Source: Seth A. McConnell, YourHub

Source: Seth A. McConnell, YourHub

I have seen school buses converted into homes, traveling party vehicles, work places, art studio, and gardens, but Colorado Mountain Club may take the prize for most creative use of an old school bus with their Bouldering Bus.

The bus was gifted to the club in November by Women’s Wilderness Institute, who in turn had acquired the bus from Christin and Ken Bellian, a husband and wife from North Carolina. It was the Bellian’s who painted the 1986 bus and replaced its seats with climbing handholds along the interior walls and ceiling.

The traveling climbing wall features over 600-square feet of climbing space, all of which is most often used for youth education programs. Colorado Mountain Club’s youth education director Holly Barrass told The Denver Post, “This is for groups for which getting to us is really hard. We definitely have a bunch of schools we work with a lot that have never been able to do our climbing program.”

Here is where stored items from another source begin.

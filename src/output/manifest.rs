//! Mosaic manifest
//!
//! The mosaic step reads an explicit list of rasters instead of scanning the run
//! directory, so stray or partially written files never end up in the output.
//! The manifest is plain text: one absolute path per line, newline terminated,
//! no header.

use super::{OutputError, OutputResult};
use crate::FetchResult;
use std::fs::OpenOptions;
use std::io::{ErrorKind, Write};
use std::path::{Path, PathBuf};
use tracing::{debug, info};

/// Fixed manifest file name inside the run directory
pub const MANIFEST_FILE_NAME: &str = "files.txt";

/// Writes the manifest once per run
pub struct ManifestWriter;

impl ManifestWriter {
    /// Path the manifest is written to for `output_dir`
    pub fn manifest_path(output_dir: &Path) -> PathBuf {
        output_dir.join(MANIFEST_FILE_NAME)
    }

    /// Write every successful result's raster path to `output_dir/files.txt`
    ///
    /// Results without a raster are skipped. Every listed file must exist;
    /// a successful result whose raster is gone fails the write. The manifest
    /// is created exclusively and an existing one is never overwritten.
    pub fn write(output_dir: &Path, results: &[FetchResult]) -> OutputResult<PathBuf> {
        let manifest_path = Self::manifest_path(output_dir);

        let mut lines = Vec::new();
        for result in results {
            let Some(path) = result.output_path() else {
                debug!(key = %result.key, reason = ?result.error(), "Skipping unit without raster");
                continue;
            };
            let absolute = path.canonicalize().map_err(|e| match e.kind() {
                ErrorKind::NotFound => OutputError::MissingRaster(path.to_path_buf()),
                _ => OutputError::IoError(format!("Failed to resolve {}: {e}", path.display())),
            })?;
            if !absolute.is_file() {
                return Err(OutputError::MissingRaster(path.to_path_buf()));
            }
            lines.push(absolute);
        }

        let mut file = OpenOptions::new()
            .write(true)
            .create_new(true)
            .open(&manifest_path)
            .map_err(|e| match e.kind() {
                ErrorKind::AlreadyExists => OutputError::ManifestExists(manifest_path.clone()),
                _ => OutputError::IoError(format!(
                    "Failed to create manifest {}: {e}",
                    manifest_path.display()
                )),
            })?;

        let mut contents = String::new();
        for line in &lines {
            contents.push_str(&line.to_string_lossy());
            contents.push('\n');
        }
        file.write_all(contents.as_bytes())
            .and_then(|_| file.sync_all())
            .map_err(|e| OutputError::IoError(format!("Failed to write manifest: {e}")))?;

        info!(
            entries = lines.len(),
            path = %manifest_path.display(),
            "Wrote mosaic manifest"
        );
        Ok(manifest_path)
    }
}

The club made an extra effort to follow up on the promise to reach youth who otherwise might not have access to climbing walls by going to Title I schools in Boulder. Title I schools receive a high percentage of schools from low-income families.

“Reaching Title I schools is one of the key ideas for us and having really good school partnerships where kids are getting that opportunity to climb for the first time,” Barrass said.

The Colorado Mountain Club may not have personally converted the Bouldering Bus, but they have shown it is certainly in good hands.